Nell'area che circonda la centrale nucleare di Fukushima Daiichi c'è ancora qualcosa che non si vede. Non si vede, ma resta impressa negli edifici, nelle case, nelle scuole. Un fantasma radioattivo che ha la forma di minuscole particelle radioattive, ricche di cesio, ritrovate in un recente studio persino nella polvere di una scuola abbandonata che si trova a quasi 3 chilometri dalla centrale.
Particelle radioattive, un silenzioso invasore
La minaccia non risiede solo nella radioattività, quanto nelle dimensioni, che si aggirano solitamente sui 5 micrometri o anche meno.
"Date le dimensioni, queste particelle radioattive potrebbero raggiungere i recessi più profondi dei polmoni, depositandosi lì e creando problemi". A dirlo è Satoshi Utsunomiya, docente associato dell'Università di Kyushu, in Giappone, e autore principale dello studio appena pubblicato su Chemosphere, che vi linko qui.
L'incidente nucleare di Fukushima nel 2011 ha rilasciato una quantità considerevole di queste particelle radioattive, al punto che i ricercatori le hanno rinvenute nella regione di Kanto (nel 2021) e (nel 2019) fino a Tokyo, a ben 300 km di distanza. Quella che mancava era una conferma della possibile presenza di queste particelle anche all'interno degli edifici. Bene: cioè male. Questa conferma è arrivata, ed è anche troppo tardiva e poco aggiornata.

Fotografia di un disastro
All'entrata di una scuola abbandonata, vi dicevo, Utsunomiya e il suo team hanno trovato un paesaggio sospeso nel tempo. Sei anni dopo il disastro, nel 2017, tutto era rimasto esattamente com'era al momento del terremoto. La polvere che rivestiva le superfici era come una time capsule, un resoconto tangibile del disastro. Ma questa polvere racchiudeva un segreto inquietante.
"Abbiamo trovato microparticelle radioattive di cesio sia all'ingresso della scuola sia al secondo piano, con concentrazioni maggiori vicino alla porta" afferma Utsunomiya. Questo rilevamento, reso pubblico solo oggi, è rilevante poiché suggerisce che queste particelle radioattive possano accumularsi e creare delle "zone calde" di radioattività, persino all'interno degli edifici.

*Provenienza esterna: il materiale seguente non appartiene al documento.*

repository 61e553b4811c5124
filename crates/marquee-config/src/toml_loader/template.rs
//! Default TOML config template with inline documentation comments.

pub(crate) fn default_config_toml() -> String {
    r##"# Marquee host configuration
# Schema version 1
# Only override what you want to change -- missing fields use defaults.

[gui]
# title = "Marquee"
# ready_timeout_ms = 2000       # first wait for the webview's ready signal
# backoff_step_ms = 2000        # added to the wait after each failed attempt
# max_open_attempts = 5         # 1-50, then the panel is given up on
# recovery_initial_ms = 100     # first persistence push once active
# recovery_interval_ms = 1000   # persistence push period while active

[storage]
# path = "/home/me/.local/share/marquee/state.json"

[server]
# bind = "127.0.0.1:7731"

[logging]
# level = "info"                # trace, debug, info, warn, error

[widgets]
# disabled = []                 # third-party widgets never added to modes
"##
    .to_string()
}
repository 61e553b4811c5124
//! One webview document's side of the host connection.

use std::collections::HashMap;
use std::sync::{Arc, Mutex, PoisonError};

use marquee_channel::{HostLink, WebviewChannel, WebviewClient};
use marquee_common::{
    BootstrapPayload, CommandRequest, EventBusRegistry, HostMessage, Snapshot, WebviewMessage,
};
use serde_json::Value;
use tracing::{debug, warn};

use crate::modes::{ModeProvider, GUI_NAMESPACE};
use crate::provider::{Provider, PERSISTENCE_EVENT, STATE_EVENT};

/// Dispatches everything the host sends to this document: state
/// broadcasts and persistence pushes go to the per-namespace buses that
/// providers listen on, channel frames go to the attached channel clients.
pub struct WebviewRuntime {
    host: Arc<dyn HostLink>,
    buses: EventBusRegistry,
    bootstrap: Mutex<BootstrapPayload>,
    clients: Mutex<HashMap<String, WebviewClient>>,
}

impl WebviewRuntime {
    pub fn new(host: Arc<dyn HostLink>, bootstrap: BootstrapPayload) -> Self {
        Self {
            host,
            buses: EventBusRegistry::new(),
            bootstrap: Mutex::new(bootstrap),
            clients: Mutex::new(HashMap::new()),
        }
    }

    pub fn buses(&self) -> &EventBusRegistry {
        &self.buses
    }

    pub fn bootstrap(&self) -> BootstrapPayload {
        self.bootstrap
            .lock()
            .unwrap_or_else(PoisonError::into_inner)
            .clone()
    }

    /// Tell the host the document finished loading.
    pub fn signal_ready(&self) {
        self.post(WebviewMessage::Ready(true));
    }

    pub fn mount(&self, namespace: &str) -> Provider {
        Provider::mount(namespace, &self.bootstrap(), Arc::clone(&self.host), &self.buses)
    }

    pub fn mode_provider(&self) -> ModeProvider {
        ModeProvider::new(self.mount(GUI_NAMESPACE))
    }

    /// Attach (or reuse) the channel client for `namespace`.
    pub fn channel(&self, namespace: &str) -> WebviewClient {
        let mut clients = self.clients.lock().unwrap_or_else(PoisonError::into_inner);
        clients
            .entry(namespace.to_string())
            .or_insert_with(|| WebviewChannel::new(namespace).attach(Arc::clone(&self.host)))
            .clone()
    }

    /// Ask the host to run commands on the document's behalf.
    pub fn exec_commands(&self, commands: Vec<CommandRequest>) {
        self.post(WebviewMessage::Commands(commands));
    }

    /// Handle one message from the host.
    pub fn handle_message(&self, message: &Value) {
        let parsed = match HostMessage::parse(message) {
            Ok(parsed) => parsed,
            Err(e) => {
                warn!(error = %e, "Dropping malformed host message");
                return;
            }
        };

        match parsed {
            HostMessage::State(envelope) => {
                for (namespace, partial) in envelope.iter() {
                    self.buses
                        .get(Some(namespace.as_str()))
                        .emit(STATE_EVENT, &Value::Object(partial.clone()));
                }
            }
            HostMessage::Persistence(snapshot) => self.push_snapshot(&snapshot),
            HostMessage::Channel(frame) => {
                let client = self
                    .clients
                    .lock()
                    .unwrap_or_else(PoisonError::into_inner)
                    .get(frame.namespace())
                    .cloned();
                match client {
                    Some(client) => client.handle_frame(&frame),
                    None => debug!(namespace = %frame.namespace(), "No channel client for frame"),
                }
            }
            HostMessage::Bootstrap(payload) => {
                debug!(namespaces = payload.snapshot.len(), "Bootstrap received");
                let snapshot = payload.snapshot.clone();
                *self.bootstrap.lock().unwrap_or_else(PoisonError::into_inner) = payload;
                self.push_snapshot(&snapshot);
            }
        }
    }

    fn push_snapshot(&self, snapshot: &Snapshot) {
        for (namespace, record) in snapshot {
            self.buses
                .get(Some(namespace.as_str()))
                .emit(PERSISTENCE_EVENT, &Value::Object(record.merged()));
        }
    }

    /// Detach every listener and channel client.
    pub fn teardown(&self) {
        for client in self
            .clients
            .lock()
            .unwrap_or_else(PoisonError::into_inner)
            .drain()
            .map(|(_, c)| c)
        {
            client.remove_all_listeners();
        }
        self.buses.clear();
    }

    fn post(&self, message: WebviewMessage) {
        if let Err(e) = self.host.post_message(message.to_value()) {
            warn!(error = %e, "Message not delivered to host");
        }
    }
}

#[cfg(test)]
mod tests {
    use super::*;
    use marquee_channel::MemoryEndpoint;
    use marquee_common::{ChannelFrame, EndpointId, NamespaceSnapshot};
    use serde_json::json;
    use std::sync::atomic::{AtomicUsize, Ordering};
    use tokio::sync::mpsc;

    fn runtime() -> (WebviewRuntime, mpsc::UnboundedReceiver<Value>) {
        let (host, rx) = MemoryEndpoint::new(EndpointId::named("host"));
        (WebviewRuntime::new(host, BootstrapPayload::default()), rx)
    }

    #[test]
    fn signal_ready_posts_handshake() {
        let (rt, mut rx) = runtime();
        rt.signal_ready();
        assert_eq!(rx.try_recv().unwrap(), json!({ "ready": true }));
    }

    #[test]
    fn state_broadcast_reaches_mounted_provider() {
        let (rt, _rx) = runtime();
        let todo = rt.mount("widgets.todo");

        rt.handle_message(&json!({ "widgets.todo": { "todos": ["T1"] } }));
        assert_eq!(todo.get("todos"), json!(["T1"]));
    }

    #[test]
    fn persistence_push_merges_both_records() {
        let (rt, _rx) = runtime();
        let weather = rt.mount("widgets.weather");

        rt.handle_message(&json!({
            "persistence": {
                "widgets.weather": {
                    "state": { "forecast": [1] },
                    "configuration": { "scale": "C" }
                }
            }
        }));
        assert_eq!(weather.get("forecast"), json!([1]));
        assert_eq!(weather.get("scale"), json!("C"));
    }

    #[test]
    fn bootstrap_seeds_mounts() {
        let (rt, _rx) = runtime();
        let early = rt.mount("widgets.notes");
        let mut snapshot = Snapshot::new();
        let mut notes = NamespaceSnapshot::default();
        notes.state.insert("notes".into(), json!(["n"]));
        snapshot.insert("widgets.notes".into(), notes);

        rt.handle_message(
            &HostMessage::Bootstrap(BootstrapPayload {
                title: "Marquee".into(),
                snapshot,
                widget_scripts: Vec::new(),
            })
            .to_value(),
        );
        assert_eq!(early.get("notes"), json!(["n"]));
        assert_eq!(rt.mount("widgets.notes").get("notes"), json!(["n"]));
    }

    #[test]
    fn channel_frames_reach_the_client() {
        let (rt, mut rx) = runtime();
        let client = rt.channel("stateful.marquee");
        assert_eq!(rx.try_recv().unwrap()["channel"]["type"], "ack");

        let hits = Arc::new(AtomicUsize::new(0));
        let h = Arc::clone(&hits);
        client.on("counter", move |_| {
            h.fetch_add(1, Ordering::SeqCst);
        });

        rt.handle_message(&ChannelFrame::event("stateful.marquee", "counter", json!(2)).to_value());
        assert_eq!(hits.load(Ordering::SeqCst), 1);

        // reuse does not attach twice
        rt.channel("stateful.marquee");
        assert!(rx.try_recv().is_err());
    }

    #[test]
    fn exec_commands_uses_west_envelope() {
        let (rt, mut rx) = runtime();
        rt.exec_commands(vec![CommandRequest::new("marquee.open")]);
        assert_eq!(
            rx.try_recv().unwrap(),
            json!({ "west": { "execCommands": [{ "command": "marquee.open" }] } })
        );
    }

    #[test]
    fn malformed_message_is_ignored() {
        let (rt, _rx) = runtime();
        rt.handle_message(&json!(42));
        rt.handle_message(&json!({}));
    }

    #[test]
    fn teardown_detaches_providers() {
        let (rt, _rx) = runtime();
        let todo = rt.mount("widgets.todo");
        rt.teardown();

        rt.handle_message(&json!({ "widgets.todo": { "todos": ["late"] } }));
        assert_eq!(todo.get("todos"), Value::Null);
    }
}
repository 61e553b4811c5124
use serde::{Deserialize, Serialize};
use tokio::sync::broadcast;

/// Host-side lifecycle notifications for external collaborators
/// (tree views, widget extension managers, the binary's main loop).
#[derive(Debug, Clone, PartialEq, Eq, Serialize, Deserialize)]
#[serde(tag = "type", content = "data")]
pub enum LifecycleEvent {
    WebviewOpen,
    WebviewClose,
    WebviewFailed { attempts: u32 },
    GuiOpenRequested,
    ModesReconciled { widgets: Vec<String> },
    Shutdown,
    #[serde(other)]
    Unknown,
}

pub struct LifecycleBus {
    sender: broadcast::Sender<LifecycleEvent>,
}

impl LifecycleBus {
    pub fn new(capacity: usize) -> Self {
        let (sender, _) = broadcast::channel(capacity);
        Self { sender }
    }

    pub fn subscribe(&self) -> broadcast::Receiver<LifecycleEvent> {
        self.sender.subscribe()
    }

    pub fn publish(&self, event: LifecycleEvent) -> usize {
        self.sender.send(event).unwrap_or(0)
    }
}

impl Default for LifecycleBus {
    fn default() -> Self {
        Self::new(64)
    }
}
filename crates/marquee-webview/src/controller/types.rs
use std::time::Duration;

use marquee_config::GuiConfig;

/// Where the panel is in its lifecycle.
#[derive(Debug, Clone, Copy, Default, PartialEq, Eq)]
pub enum GuiState {
    #[default]
    Closed,
    Opening,
    AwaitingReady,
    Active,
    /// Readiness retries ran out. A later `open` starts over.
    Failed,
}

/// Timing of the readiness handshake and the recovery push.
#[derive(Debug, Clone)]
pub struct ControllerOptions {
    pub title: String,
    /// Readiness timeout of the first attempt.
    pub ready_timeout: Duration,
    /// Added to the timeout after each failed attempt.
    pub backoff_step: Duration,
    pub max_open_attempts: u32,
    /// First persistence push after the panel becomes active.
    pub recovery_initial: Duration,
    pub recovery_interval: Duration,
}

impl Default for ControllerOptions {
    fn default() -> Self {
        Self::from(&GuiConfig::default())
    }
}

impl From<&GuiConfig> for ControllerOptions {
    fn from(config: &GuiConfig) -> Self {
        Self {
            title: config.title.clone(),
            ready_timeout: config.ready_timeout(),
            backoff_step: config.backoff_step(),
            max_open_attempts: config.max_open_attempts.max(1),
            recovery_initial: config.recovery_initial(),
            recovery_interval: config.recovery_interval(),
        }
    }
}

/// How a readiness wait ended.
#[derive(Debug, Clone, Copy, PartialEq, Eq)]
pub(crate) enum Readiness {
    Ready,
    /// The webview answered `{ ready: false }`.
    Refused,
    TimedOut,
    /// The webview went away before answering.
    Disposed,
}
//! The payload a panel is created with.
//!
//! A webview reads it once at startup, before its channel handshake, so
//! the first render already shows persisted state.

use marquee_common::{BootstrapPayload, HostMessage, Snapshot};
use serde_json::Value;

#[derive(Debug, Clone, Default, PartialEq)]
pub struct BootstrapDocument {
    pub title: String,
    pub snapshot: Snapshot,
    /// Scripts of widget extensions, loaded before the widgets render.
    pub widget_scripts: Vec<String>,
}

impl BootstrapDocument {
    pub fn new(title: impl Into<String>, snapshot: Snapshot, widget_scripts: Vec<String>) -> Self {
        Self {
            title: title.into(),
            snapshot,
            widget_scripts,
        }
    }

    pub fn payload(&self) -> BootstrapPayload {
        BootstrapPayload {
            title: self.title.clone(),
            snapshot: self.snapshot.clone(),
            widget_scripts: self.widget_scripts.clone(),
        }
    }

    /// The `{ bootstrap: ... }` frame for transports that carry messages only.
    pub fn to_message(&self) -> Value {
        HostMessage::Bootstrap(self.payload()).to_value()
    }

    /// Script assigning the payload to `window.marqueeBootstrap`, safe to
    /// inline in a `<script>` element.
    pub fn init_script(&self) -> String {
        let json = serde_json::to_string(&self.payload()).unwrap_or_else(|_| "{}".to_string());
        format!(
            "window.marqueeBootstrap = {};",
            json.replace("</", "<\\/")
        )
    }
}
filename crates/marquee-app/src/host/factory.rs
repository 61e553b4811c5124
//! Panels whose webview is a browser tab that has yet to connect.

use std::sync::{Mutex, PoisonError};
use std::time::Duration;

use marquee_common::WebviewError;
use marquee_webview::{BootstrapDocument, MemoryPanel, PanelFactory, PanelHandle, PanelPeer};
use tokio::sync::Notify;
use tracing::debug;

/// Creates in-memory panels and parks their webview end until a WebSocket
/// connection claims it. Only the newest panel can be claimed.
#[derive(Default)]
pub struct SocketPanelFactory {
    pending: Mutex<Option<PanelPeer>>,
    created: Notify,
}

impl SocketPanelFactory {
    pub fn new() -> Self {
        Self::default()
    }

    /// The parked webview end, unless its panel was disposed meanwhile.
    pub fn take_pending(&self) -> Option<PanelPeer> {
        self.pending
            .lock()
            .unwrap_or_else(PoisonError::into_inner)
            .take()
            .filter(|peer| !*peer.disposed.borrow())
    }

    /// Wait up to `timeout` for a panel to be created and claim it.
    pub async fn wait_pending(&self, timeout: Duration) -> Option<PanelPeer> {
        let claim = async {
            loop {
                let created = self.created.notified();
                if let Some(peer) = self.take_pending() {
                    return peer;
                }
                created.await;
            }
        };
        tokio::time::timeout(timeout, claim).await.ok()
    }
}

impl PanelFactory for SocketPanelFactory {
    fn create(&self, document: &BootstrapDocument) -> Result<PanelHandle, WebviewError> {
        let (_panel, handle, peer) = MemoryPanel::open(document);
        let replaced = self
            .pending
            .lock()
            .unwrap_or_else(PoisonError::into_inner)
            .replace(peer);
        if replaced.is_some() {
            debug!("Unclaimed panel replaced");
        }
        self.created.notify_waiters();
        Ok(handle)
    }
}
//! Webview-side state layer.
//!
//! A [`WebviewRuntime`] owns one document's connection to the host. Each
//! widget mounts a [`Provider`] that mirrors its namespace into a [`Store`];
//! the [`ModeProvider`] adds the mode operations on top of the GUI's own
//! namespace.

pub mod modes;
pub mod provider;
pub mod runtime;
pub mod store;

pub use modes::{ModeProvider, GUI_NAMESPACE};
pub use provider::{Provider, PERSISTENCE_EVENT, STATE_EVENT};
pub use runtime::WebviewRuntime;
pub use store::Store;
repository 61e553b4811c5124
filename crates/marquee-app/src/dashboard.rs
//! Host-side access to the dashboard's own namespace.

use marquee_common::{JsonMap, Namespace, StateError};
use marquee_gui::GUI_NAMESPACE;
use marquee_layout::{
    preset_modes, reconcile, repair_modes, ModeConfig, ThirdPartyWidget, WidgetRegistry,
    DEFAULT_MODE,
};
use marquee_state::{StateManager, Tier};
use serde_json::{json, Value};
use tracing::{debug, info};

const MODES: &str = "modes";
const MODE_NAME: &str = "modeName";

/// Declare the GUI namespace: the `default` mode is active and the preset
/// modes are configured until the user changes them.
pub fn register(state: &StateManager) -> Result<(), StateError> {
    let namespace = Namespace::new(GUI_NAMESPACE)?;

    let mut defaults = JsonMap::new();
    defaults.insert(MODE_NAME.into(), json!(DEFAULT_MODE));
    defaults.insert("prevMode".into(), Value::Null);

    let mut configuration = JsonMap::new();
    configuration.insert(MODES.into(), modes_value(&preset_modes()));

    state.register(&namespace, defaults, configuration);
    Ok(())
}

pub fn modes(state: &StateManager) -> ModeConfig {
    let persisted = state.get_field(GUI_NAMESPACE, Tier::Configuration, MODES);
    repair_modes(serde_json::from_value(persisted).ok())
}

pub fn active_mode(state: &StateManager) -> String {
    match state.get_field(GUI_NAMESPACE, Tier::State, MODE_NAME) {
        Value::String(name) => name,
        _ => DEFAULT_MODE.to_string(),
    }
}

/// Record a third-party widget and merge it into every persisted mode.
/// Returns the widgets that changed at least one mode.
pub fn define_widget(
    state: &StateManager,
    registry: &mut WidgetRegistry,
    widget: ThirdPartyWidget,
    disabled: &[String],
) -> Result<Vec<String>, StateError> {
    if !registry.define_widget(widget) {
        return Ok(Vec::new());
    }

    let pending = registry.take_pending();
    let mut modes = modes(state);
    let changed = reconcile(&mut modes, &pending, disabled);
    if changed.is_empty() {
        debug!(pending = pending.len(), "Modes already up to date");
        return Ok(changed);
    }

    state.update_configuration(GUI_NAMESPACE, MODES, modes_value(&modes))?;
    info!(widgets = ?changed, "Modes reconciled");
    Ok(changed)
}

/// One line per mode, `*` marking the active one.
pub fn describe(modes: &ModeConfig, active: &str) -> Vec<String> {
    modes
        .iter()
        .map(|(name, mode)| {
            let marker = if name == active { '*' } else { ' ' };
            let enabled: Vec<&str> = mode.enabled_widgets().collect();
            format!("{marker} {name}: {}", enabled.join(", "))
        })
        .collect()
}

fn modes_value(modes: &ModeConfig) -> Value {
    serde_json::to_value(modes).unwrap_or(Value::Null)
}

#[cfg(test)]
mod tests {
    use super::*;
    use marquee_layout::BreakpointSize;
    use marquee_state::MemoryStorage;
    use std::sync::Arc;

    fn state() -> StateManager {
        let state = StateManager::new(Arc::new(MemoryStorage::new())).unwrap();
        register(&state).unwrap();
        state
    }

    #[test]
    fn fresh_state_uses_presets() {
        let state = state();
        assert_eq!(modes(&state), preset_modes());
        assert_eq!(active_mode(&state), DEFAULT_MODE);
    }

    #[test]
    fn defined_widget_lands_in_every_mode() {
        let state = state();
        let mut registry = WidgetRegistry::new();
        let widget = ThirdPartyWidget::new("stateful-marquee-widget", "Stateful", "");

        let changed = define_widget(&state, &mut registry, widget.clone(), &[]).unwrap();
        assert_eq!(changed, vec!["stateful-marquee-widget"]);

        for (name, mode) in modes(&state) {
            assert_eq!(mode.widgets.get("stateful-marquee-widget"), Some(&true), "mode {name}");
            for size in BreakpointSize::ALL {
                let count = mode
                    .layouts
                    .get(size)
                    .iter()
                    .filter(|e| e.i == "stateful-marquee-widget")
                    .count();
                assert_eq!(count, 1, "mode {name} at {size}");
            }
        }

        // a second definition is ignored
        assert!(define_widget(&state, &mut registry, widget, &[]).unwrap().is_empty());
    }

    #[test]
    fn disabled_widget_is_not_injected() {
        let state = state();
        let mut registry = WidgetRegistry::new();
        let changed = define_widget(
            &state,
            &mut registry,
            ThirdPartyWidget::new("noisy-widget", "Noisy", ""),
            &["noisy-widget".to_string()],
        )
        .unwrap();

        assert!(changed.is_empty());
        assert!(modes(&state).values().all(|m| !m.widgets.contains_key("noisy-widget")));
    }

    #[test]
    fn describe_marks_active_mode() {
        let lines = describe(&preset_modes(), "work");
        assert!(lines.iter().any(|l| l.starts_with("* work: ")));
        assert!(lines.iter().any(|l| l.starts_with("  default: ")));
    }
}
//! Invariant checks and repairs on a single mode.

use std::collections::HashSet;

use tracing::debug;

use super::types::{BreakpointSize, LayoutEntry, Mode};
use crate::reconcile::third_party_entry;

impl Mode {
    /// Names with `widgets[name] == true`, in name order.
    pub fn enabled_widgets(&self) -> impl Iterator<Item = &str> {
        self.widgets
            .iter()
            .filter(|(_, enabled)| **enabled)
            .map(|(name, _)| name.as_str())
    }

    pub fn is_enabled(&self, widget: &str) -> bool {
        self.widgets.get(widget).copied().unwrap_or(false)
    }

    /// Give `widget` a placement at the bottom of every breakpoint that
    /// lacks one. Returns true if anything was added.
    pub fn ensure_entry(&mut self, widget: &str) -> bool {
        let mut added = false;
        for size in BreakpointSize::ALL {
            if self.layouts.contains(size, widget) {
                continue;
            }
            let y = self.layouts.bottom(size);
            self.layouts.get_mut(size).push(third_party_entry(widget, size, y));
            added = true;
        }
        added
    }

    /// Enabled widgets without an entry, per breakpoint.
    pub fn missing_entries(&self) -> Vec<(BreakpointSize, String)> {
        let mut missing = Vec::new();
        for size in BreakpointSize::ALL {
            for widget in self.enabled_widgets() {
                if !self.layouts.contains(size, widget) {
                    missing.push((size, widget.to_string()));
                }
            }
        }
        missing
    }

    /// Drop duplicate `i` entries (first one wins) and place every enabled
    /// widget that has no entry. Returns true if the mode changed.
    pub fn normalize(&mut self) -> bool {
        let mut changed = false;
        for size in BreakpointSize::ALL {
            changed |= dedupe(self.layouts.get_mut(size));
        }

        let enabled: Vec<String> = self.enabled_widgets().map(str::to_string).collect();
        for widget in enabled {
            changed |= self.ensure_entry(&widget);
        }

        if changed {
            debug!("Mode layout repaired");
        }
        changed
    }
}

fn dedupe(entries: &mut Vec<LayoutEntry>) -> bool {
    let before = entries.len();
    let mut seen = HashSet::new();
    entries.retain(|e| seen.insert(e.i.clone()));
    entries.len() != before
}
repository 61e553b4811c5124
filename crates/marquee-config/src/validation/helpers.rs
//! Shared range-validation helpers.

/// Push an error if `value` is outside `[min, max]`.
pub(crate) fn validate_range(errors: &mut Vec<String>, name: &str, value: u64, min: u64, max: u64) {
    if value < min || value > max {
        errors.push(format!("{name} = {value} is out of range [{min}, {max}]"));
    }
}
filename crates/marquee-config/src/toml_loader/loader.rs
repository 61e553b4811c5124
//! Core TOML config loading: read from path or platform default.

use crate::schema::MarqueeConfig;
use crate::validation;
use marquee_common::ConfigError;
use std::path::Path;
use tracing::{info, warn};

use super::paths::{create_default_config, default_config_path};

/// Load config from a specific TOML file path.
///
/// Missing fields take serde defaults. Validation problems are logged and the
/// parsed config is returned as-is; callers that need a hard failure run
/// [`validation::validate`] themselves.
pub fn load_from_path(path: &Path) -> Result<MarqueeConfig, ConfigError> {
    if !path.exists() {
        return Err(ConfigError::FileNotFound(path.to_path_buf()));
    }

    let content = std::fs::read_to_string(path)
        .map_err(|e| ConfigError::ParseError(format!("failed to read {}: {e}", path.display())))?;

    let config: MarqueeConfig = toml::from_str(&content)
        .map_err(|e| ConfigError::ParseError(format!("failed to parse TOML: {e}")))?;

    if let Err(e) = validation::validate(&config) {
        warn!("config validation warning: {e}");
    }

    info!("loaded config from {}", path.display());
    Ok(config)
}

/// Load config from the platform-specific default path.
///
/// On Linux: `~/.config/marquee/config.toml`
///
/// If the file does not exist, writes the documented default and returns defaults.
pub fn load_default() -> Result<MarqueeConfig, ConfigError> {
    let path = default_config_path()?;

    match load_from_path(&path) {
        Ok(config) => Ok(config),
        Err(ConfigError::FileNotFound(_)) => {
            info!("no config found at {}, creating default", path.display());
            create_default_config(&path)?;
            Ok(MarqueeConfig::default())
        }
        Err(e) => Err(e),
    }
}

Particelle radioattive: nel frattempo, come è evoluta la situazione?
Data la tempistica della ricerca (Covid e altre lungaggini che hanno portato la pubblicazione di questi risultati solo ora, a 6 anni dal rilevamento) Utsunomiya e il professor Gareth Law, della University of Helsinki in Finlandia, coautore, chiedono a gran voce che siano fatti ulteriori studi.
Non è ancora del tutto chiaro il preciso impatto sulla salute di queste particelle radioattive, ed analizzare la loro presenza negli ambienti interni delle zone colpite dalle radiazioni di Fukushima è cruciale.
"Sento che è nostro dovere condurre ricerche scientifiche rigorose sugli eventi tragici di Fukushima, scoprire e divulgare nuove conoscenze che saranno importanti per la società e la prossima generazione" dichiara Utsunomiya.
Che si fa adesso?
Ogni possibile, lunghissimo sforzo di bonifica per consentire che la vita riprenda il suo corso richiederà una profonda conoscenza delle forme e dell'entità della contaminazione negli edifici, per garantire la sicurezza di lavoratori e potenziali occupanti. E sembra che non ci sia troppa voglia di approfondire la questione.
Il Giappone ha troppo bisogno di liberarsene, nell'anno in cui sverserà nell'Oceano Pacifico tutte le acque radioattive che ha custodito fino ad oggi. Un passo avanti o un rischio ulteriore? Solo il tempo potrà dirlo.